=== WORKING DATA ===

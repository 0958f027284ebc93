//! Message exchange layer for multiplayer game servers.
//!
//! Independently addressable actors publish binary packets to each other by
//! string id, either to one exclusive owner or to every subscriber of a
//! broadcast id. Each module covers one concern:
//!
//! - [`varint`] and [`packet`] define the binary envelope carried by every
//!   message.
//! - [`ack`] correlates requests with the broker's acknowledgments.
//! - [`protocol`] encodes and incrementally decodes wire frames.
//! - [`exchange`] holds the `Exchange` trait and its local, sharded,
//!   local-bypass and TCP implementations.
//! - [`broker`] is the standalone server that wire clients connect to.
//! - [`config`] builds an exchange from a JSON description.
//! - [`cli`] and [`client`] back the `mexchange` binary.
//!
//! Integration tests use this crate directly to exercise the exchanges and
//! the broker over real sockets.

pub mod ack;
pub mod broker;
pub mod cli;
pub mod client;
pub mod config;
pub mod error;
pub mod exchange;
pub mod packet;
pub mod protocol;
pub mod varint;

pub use config::ExchangeConfig;
pub use error::{ExchangeError, ExchangeResult, FatalError, FatalHook};
pub use exchange::{Delivery, Exchange, Handler, Inbox, SharedExchange};
pub use packet::{Packet, PacketWriter};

===

• _TASK OBJECTIVE_:
After locating the line holding "each other by" above, output exactly that line and every line after it through the line holding "the broker's acknowledgments.". Include nothing else.

• _SOLUTION TO THIS TASK_:
//! Independently addressable actors publish binary packets to each other by
//! string id, either to one exclusive owner or to every subscriber of a
//! broadcast id. Each module covers one concern:
//!
//! - [`varint`] and [`packet`] define the binary envelope carried by every
//!   message.
//! - [`ack`] correlates requests with the broker's acknowledgments.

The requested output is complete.